Recipe: Cacciucco Alla Viareggina - A Typical Tuscan Seafood Soup

Cacciucco Alla Viareggina
If you're thinking of a Tuscan holiday by the sea but can't seem to quite make up your mind, there is one thing that is sure to sway most people – their stomach! A holiday in Italy has to consider food and any visitors will want to try the local cuisine. Viareggio is not only a famous seaside resort town, bustling with things to do and home to a renowned annual carnival, it is also the birthplace of a seafood soup that needs to be tasted. Eaten in Viareggio, you'll be getting the freshest, best ingredients. Find a villa near a town in the Viareggio area and try it out for yourself.
Or, if you can't wait until then, try out this recipe for the famous Cacciucco alla Viareggina while you pack for the trip of a lifetime!

Ingredients

Serves 6 people

For the stock:

- 1 celery
- 1 carrot
- 1 bay leaf
- Several fish heads

For the stew:

- A head of garlic, chopped
- Chilli pepper
- Extra virgin olive oil
- 500 g octopus
- 500 g cuttlefish
- 1,200 g of trash fish
- White wine
- 2 tbspn tomato paste
- At least 4 mussels per person
- 1 mantis shrimp per person

Method

1. Begin with the unpleasant, but necessary step, of cleaning all the different kinds of fish you're going to be using.

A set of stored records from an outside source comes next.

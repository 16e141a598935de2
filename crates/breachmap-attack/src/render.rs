//! Rendering adapter: maps leveled graphs onto the display sink's contract.
//!
//! The sink accepts a flat node/edge list plus a layout hint: hierarchical
//! (attack-path mode, start at the top and target at the bottom) or
//! physics-driven (base topology mode). Roles carry the highlight classes;
//! the sink styles Start, Target and Via nodes distinctly and falls back to
//! a default treatment for everything else.

use serde::{Deserialize, Serialize};

use breachmap_core::types::{NodeIdentity, Role};
use breachmap_graph::TopologyResult;

use crate::level::LeveledGraph;

/// Presentation parameters for the hierarchical layout. Not part of the
/// algorithmic contract; values match the display sink's tuning.
#[derive(Debug, Clone, Serialize, Deserialize, PartialEq, Eq)]
pub struct HierarchyHint {
    /// Start renders at the top, target at the bottom.
    pub direction: String,
    pub level_separation: u32,
    pub node_spacing: u32,
}

impl Default for HierarchyHint {
    fn default() -> Self {
        Self {
            direction: "DU".to_string(),
            level_separation: 150,
            node_spacing: 100,
        }
    }
}

/// A layout-ready node.
#[derive(Debug, Clone, Serialize, Deserialize)]
pub struct LayoutNode {
    pub id: NodeIdentity,
    pub label: String,
    /// Hierarchical depth; absent in physics-driven layouts.
    pub level: Option<u32>,
    pub role: Role,
    /// Device category hint the sink maps to an icon.
    pub type_hint: Option<String>,
    pub properties: serde_json::Value,
}

/// A layout-ready edge, id keyed by the unordered endpoint pair.
#[derive(Debug, Clone, Serialize, Deserialize)]
pub struct LayoutEdge {
    pub id: String,
    pub from: NodeIdentity,
    pub to: NodeIdentity,
}

/// The structure handed to the display sink.
#[derive(Debug, Clone, Default, Serialize, Deserialize)]
pub struct LayoutGraph {
    pub nodes: Vec<LayoutNode>,
    pub edges: Vec<LayoutEdge>,
    /// Present when the sink should lay nodes out by level; absent means
    /// physics-driven layout.
    pub hierarchy: Option<HierarchyHint>,
    /// Nodes with a non-default visual treatment (Start, Target, Via).
    pub highlight_set: Vec<NodeIdentity>,
}

/// Layout for a computed attack graph: hierarchical, levels attached.
pub fn layout_attack_graph(graph: &LeveledGraph) -> LayoutGraph {
    let nodes: Vec<LayoutNode> = graph
        .nodes
        .values()
        .map(|n| LayoutNode {
            id: n.record.info.identity,
            label: n.record.info.label(),
            level: Some(n.level),
            role: n.record.role,
            type_hint: n.record.info.node_type.clone(),
            properties: n.record.info.properties.clone(),
        })
        .collect();

    let edges = graph
        .edges
        .iter()
        .map(|e| LayoutEdge {
            id: e.key(),
            from: e.from,
            to: e.to,
        })
        .collect();

    let highlight_set = nodes
        .iter()
        .filter(|n| n.role != Role::Plain)
        .map(|n| n.id)
        .collect();

    LayoutGraph {
        nodes,
        edges,
        hierarchy: Some(HierarchyHint::default()),
        highlight_set,
    }
}

/// Fallback layout when a start is selected but no path reaches the target:
/// a single start node, no edges, so the sink shows "selected but
/// unreachable" rather than an empty canvas.
pub fn layout_fallback(start: NodeIdentity) -> LayoutGraph {
    let node = LayoutNode {
        id: start,
        label: start.to_string(),
        level: None,
        role: Role::Start,
        type_hint: None,
        properties: serde_json::Value::Object(serde_json::Map::new()),
    };
    LayoutGraph {
        highlight_set: vec![node.id],
        nodes: vec![node],
        edges: Vec::new(),
        hierarchy: None,
    }
}

/// Base topology layout when no start is selected: every node and edge of
/// the partition, unleveled, physics-driven.
pub fn layout_topology(topology: &TopologyResult) -> LayoutGraph {
    let nodes = topology
        .nodes
        .iter()
        .map(|n| LayoutNode {
            id: n.identity,
            label: n.label(),
            level: None,
            role: Role::Plain,
            type_hint: n.node_type.clone(),
            properties: n.properties.clone(),
        })
        .collect();

    let edges = topology
        .edges
        .iter()
        .map(|e| LayoutEdge {
            id: format!("{}-{}", e.from.min(e.to), e.from.max(e.to)),
            from: e.from,
            to: e.to,
        })
        .collect();

    LayoutGraph {
        nodes,
        edges,
        hierarchy: None,
        highlight_set: Vec::new(),
    }
}
//! Neo4j connection management.
//!
//! The client is an explicitly constructed, injectable handle (never a
//! module-level singleton); the inner `neo4rs::Graph` pools connections, so
//! each query acquires and releases its session in a scoped fashion on every
//! exit path.

use neo4rs::{ConfigBuilder, Graph, Query};

/// Errors from graph operations.
#[derive(Debug, thiserror::Error)]
pub enum GraphError {
    #[error("Neo4j connection error: {0}")]
    Connection(String),

    #[error("Neo4j query error: {0}")]
    Query(#[from] neo4rs::Error),

    #[error("Row deserialization error: {0}")]
    Deserialization(String),
}

/// Configuration for connecting to Neo4j.
#[derive(Debug, Clone)]
pub struct GraphConfig {
    pub uri: String,
    pub user: String,
    pub password: String,
    pub max_connections: u32,
    pub fetch_size: usize,
}

impl Default for GraphConfig {
    fn default() -> Self {
        Self {
            uri: "bolt://localhost:7687".to_string(),
            user: "neo4j".to_string(),
            password: "breachmap-dev".to_string(),
            max_connections: 16,
            fetch_size: 256,
        }
    }
}

/// Thread-safe Neo4j client with connection pooling. Clone is cheap (inner Arc).
#[derive(Clone)]
pub struct GraphClient {
    graph: Graph,
}

impl GraphClient {
    /// Connect to Neo4j with the given configuration.
    pub async fn connect(config: &GraphConfig) -> Result<Self, GraphError> {
        let neo_config = ConfigBuilder::default()
            .uri(&config.uri)
            .user(&config.user)
            .password(&config.password)
            .max_connections(config.max_connections as usize)
            .fetch_size(config.fetch_size)
            .build()
            .map_err(|e| GraphError::Connection(e.to_string()))?;

        let graph = Graph::connect(neo_config)
            .await
            .map_err(|e| GraphError::Connection(e.to_string()))?;

        tracing::info!(uri = %config.uri, "Connected to Neo4j");
        Ok(Self { graph })
    }

    /// Execute a read query and collect all rows.
    pub async fn query_rows(&self, query: Query) -> Result<Vec<neo4rs::Row>, GraphError> {
        let mut stream = self.graph.execute(query).await?;
        let mut rows = Vec::new();
        while let Some(row) = stream.next().await? {
            rows.push(row);
        }
        Ok(rows)
    }

    /// Execute a read query and return the first row, if any.
    pub async fn query_one(&self, query: Query) -> Result<Option<neo4rs::Row>, GraphError> {
        let mut stream = self.graph.execute(query).await?;
        Ok(stream.next().await?)
    }
}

2. In a large pot, boil the celery, the carrot, the bay leaves and the fish heads all together to make a salty broth.

3. Now you're going to need to sauté the garlic and the chilli in a large pan with extra virgin olive oil. After that you can add the octopus and squid to the pan.

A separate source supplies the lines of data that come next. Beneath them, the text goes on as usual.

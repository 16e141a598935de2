//! Error types for the breachmap-attack crate.

use thiserror::Error;

#[derive(Error, Debug)]
pub enum AttackError {
    #[error("Graph error: {0}")]
    Graph(#[from] breachmap_graph::GraphError),

    #[error("Query timeout: exceeded {max_seconds}s limit")]
    Timeout { max_seconds: u64 },

    #[error("Serialization error: {0}")]
    Serialization(#[from] serde_json::Error),

    #[error("IO error: {0}")]
    Io(#[from] std::io::Error),
}

pub type Result<T> = std::result::Result<T, AttackError>;
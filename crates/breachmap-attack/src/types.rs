//! Request and response types for attack-graph computation.

use chrono::{DateTime, Utc};
use serde::{Deserialize, Serialize};

use breachmap_core::types::NodeIdentity;

use crate::render::LayoutGraph;

/// Request to compute the attack graph for a selected target device.
#[derive(Debug, Clone, Serialize, Deserialize)]
pub struct AttackGraphRequest {
    /// Device-layer element id of the attack target.
    pub device_element_id: String,
    /// Selected start node (Physical internal id). Absent means no path
    /// query runs and the base topology is returned instead.
    pub start_id: Option<NodeIdentity>,
    /// Partition override; defaults to the engine's active partition.
    pub partition: Option<String>,
}

/// How a computation concluded.
#[derive(Debug, Clone, Copy, Serialize, Deserialize, PartialEq, Eq)]
#[serde(rename_all = "snake_case")]
pub enum ResultStatus {
    /// The device id did not resolve to a Physical node; the selection
    /// is ignored.
    TargetUnresolved,
    /// No start selected: no path query executed, base topology returned.
    NoStartSelected,
    /// The queries ran but found zero usable paths; fallback layout
    /// (start node only) returned.
    NoPathsFound,
    /// At least one path survived the pipeline.
    PathsFound,
}

/// Complete result of one attack-graph computation.
#[derive(Debug, Clone, Serialize, Deserialize)]
pub struct AttackGraphResult {
    pub status: ResultStatus,
    /// Resolved Physical id of the target, when resolution succeeded.
    pub target_id: Option<NodeIdentity>,
    pub layout: LayoutGraph,
    /// Raw paths that survived deduplication.
    pub path_count: usize,
    pub computation_ms: u64,
    pub computed_at: DateTime<Utc>,
}
//! breachmap-core: Shared types and error handling for the Breachmap attack-path engine.
//!
//! This crate provides the foundational vocabulary used across all Breachmap
//! components:
//! - Node identity and per-node info as returned by path queries
//! - Raw path records (direct and pivot)
//! - Role classification for attack-path rendering
//! - Partition tags scoping which network layer a query may traverse
//! - Subnet grouping used for pivot candidate selection

pub mod error;
pub mod types;

pub use error::BreachmapError;
pub use types::{NodeIdentity, NodeInfo, Partition, PathKind, RawPath, Role};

4. Sprinkle white wine over the contents of the pan and after few minutes you can also add the tomato paste and a single ladle of the broth you already prepared. Leave this to cook for half an hour.

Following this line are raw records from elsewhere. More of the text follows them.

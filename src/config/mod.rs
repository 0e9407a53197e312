use std::env;
use std::time::Duration;

use reqwest::Url;

use crate::errors::ConfigError;

const DEFAULT_BASE_URL: &str = "http://localhost:8081";
pub(crate) const DEFAULT_POLL_INTERVAL_MS: u64 = 2000;
const DEFAULT_REQUEST_TIMEOUT_MS: u64 = 5000;

/// Dashboard configuration loaded from environment variables.
#[derive(Debug, Clone)]
pub struct DashboardConfig {
    pub base_url: Url,
    pub poll_interval: Duration,
    pub request_timeout: Duration,
}

impl Default for DashboardConfig {
    fn default() -> Self {
        Self {
            base_url: Url::parse(DEFAULT_BASE_URL).expect("default base URL is valid"),
            poll_interval: Duration::from_millis(DEFAULT_POLL_INTERVAL_MS),
            request_timeout: Duration::from_millis(DEFAULT_REQUEST_TIMEOUT_MS),
        }
    }
}

impl DashboardConfig {
    pub fn from_env() -> Result<Self, ConfigError> {
        let base_url = env::var("INDEXDASH_BASE_URL")
            .unwrap_or_else(|_| DEFAULT_BASE_URL.to_string());

        Ok(Self {
            base_url: parse_base_url(&base_url)?,
            poll_interval: Duration::from_millis(millis_var(
                "INDEXDASH_POLL_INTERVAL_MS",
                DEFAULT_POLL_INTERVAL_MS,
            )),
            request_timeout: Duration::from_millis(millis_var(
                "INDEXDASH_REQUEST_TIMEOUT_MS",
                DEFAULT_REQUEST_TIMEOUT_MS,
            )),
        })
    }

    /// Build a config pointing at `base_url` with default timings.
    pub fn with_base_url(base_url: &str) -> Result<Self, ConfigError> {
        Ok(Self {
            base_url: parse_base_url(base_url)?,
            ..Self::default()
        })
    }
}

/// Parse and validate the service address. Only http(s) is accepted.
pub fn parse_base_url(raw: &str) -> Result<Url, ConfigError> {
    let url = Url::parse(raw.trim())
        .map_err(|e| ConfigError::InvalidBaseUrl(format!("{raw}: {e}")))?;

    match url.scheme() {
        "http" | "https" => Ok(url),
        other => Err(ConfigError::UnsupportedScheme(other.to_string())),
    }
}

/// Read a positive millisecond value, falling back on missing, unparsable or zero.
fn millis_var(name: &str, default: u64) -> u64 {
    env::var(name)
        .ok()
        .and_then(|v| v.trim().parse::<u64>().ok())
        .filter(|&v| v > 0)
        .unwrap_or(default)
}

#[cfg(test)]
mod tests {
    use super::*;

    #[test]
    fn defaults_match_service_contract() {
        let config = DashboardConfig::default();
        assert_eq!(config.base_url.as_str(), "http://localhost:8081/");
        assert_eq!(config.poll_interval, Duration::from_millis(2000));
        assert_eq!(config.request_timeout, Duration::from_millis(5000));
    }

    #[test]
    fn with_base_url_keeps_default_timings() {
        let config = DashboardConfig::with_base_url("http://10.0.0.5:9000").unwrap();
        assert_eq!(config.base_url.host_str(), Some("10.0.0.5"));
        assert_eq!(config.base_url.port(), Some(9000));
        assert_eq!(config.poll_interval, Duration::from_millis(2000));
    }

    #[test]
    fn rejects_unparsable_base_url() {
        let err = parse_base_url("not a url").unwrap_err();
        assert!(matches!(err, ConfigError::InvalidBaseUrl(_)));
    }

    #[test]
    fn rejects_non_http_scheme() {
        let err = parse_base_url("ftp://localhost:8081").unwrap_err();
        assert_eq!(err.to_string(), "Unsupported base URL scheme: ftp");
    }

    #[test]
    fn millis_var_falls_back_on_garbage_and_zero() {
        env::set_var("INDEXDASH_TEST_MILLIS_GARBAGE", "soon");
        env::set_var("INDEXDASH_TEST_MILLIS_ZERO", "0");
        env::set_var("INDEXDASH_TEST_MILLIS_OK", " 750 ");

        assert_eq!(millis_var("INDEXDASH_TEST_MILLIS_GARBAGE", 2000), 2000);
        assert_eq!(millis_var("INDEXDASH_TEST_MILLIS_ZERO", 2000), 2000);
        assert_eq!(millis_var("INDEXDASH_TEST_MILLIS_OK", 2000), 750);
        assert_eq!(millis_var("INDEXDASH_TEST_MILLIS_UNSET", 42), 42);
    }
}
//! Point lookup result returned by the query endpoint.

use serde::{Deserialize, Serialize};

/// Outcome of a single key lookup against the learned index: the requested
/// key, the position the service reported and the key stored there.
#[derive(Debug, Clone, Copy, PartialEq, Eq, Serialize, Deserialize)]
pub struct SearchResult {
    pub key: u64,
    pub position: u64,
    pub found_key: u64,
}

5. At this stage, it's time to add the fish, cut into medium-sized chunks, and the mantis shrimp to the pan. Cover and cook for about 10 minutes. Once cooked, add more broth as you see fit, to the create the consistency you prefer.

6. Cook the mussels by steaming them over medium heat until the shells open. Once they have opened, you can sauté them with some chopped garlic and extra virgin olive oil,

The soup is then best served with some garlic bread and a glass of Chianti. Between all the fish and garlic, you're not going to smell the freshest, but it's more than worth it. Once you're hooked on this traditional soup, make sure to try the real thing on your next trip to the Tuscan coast!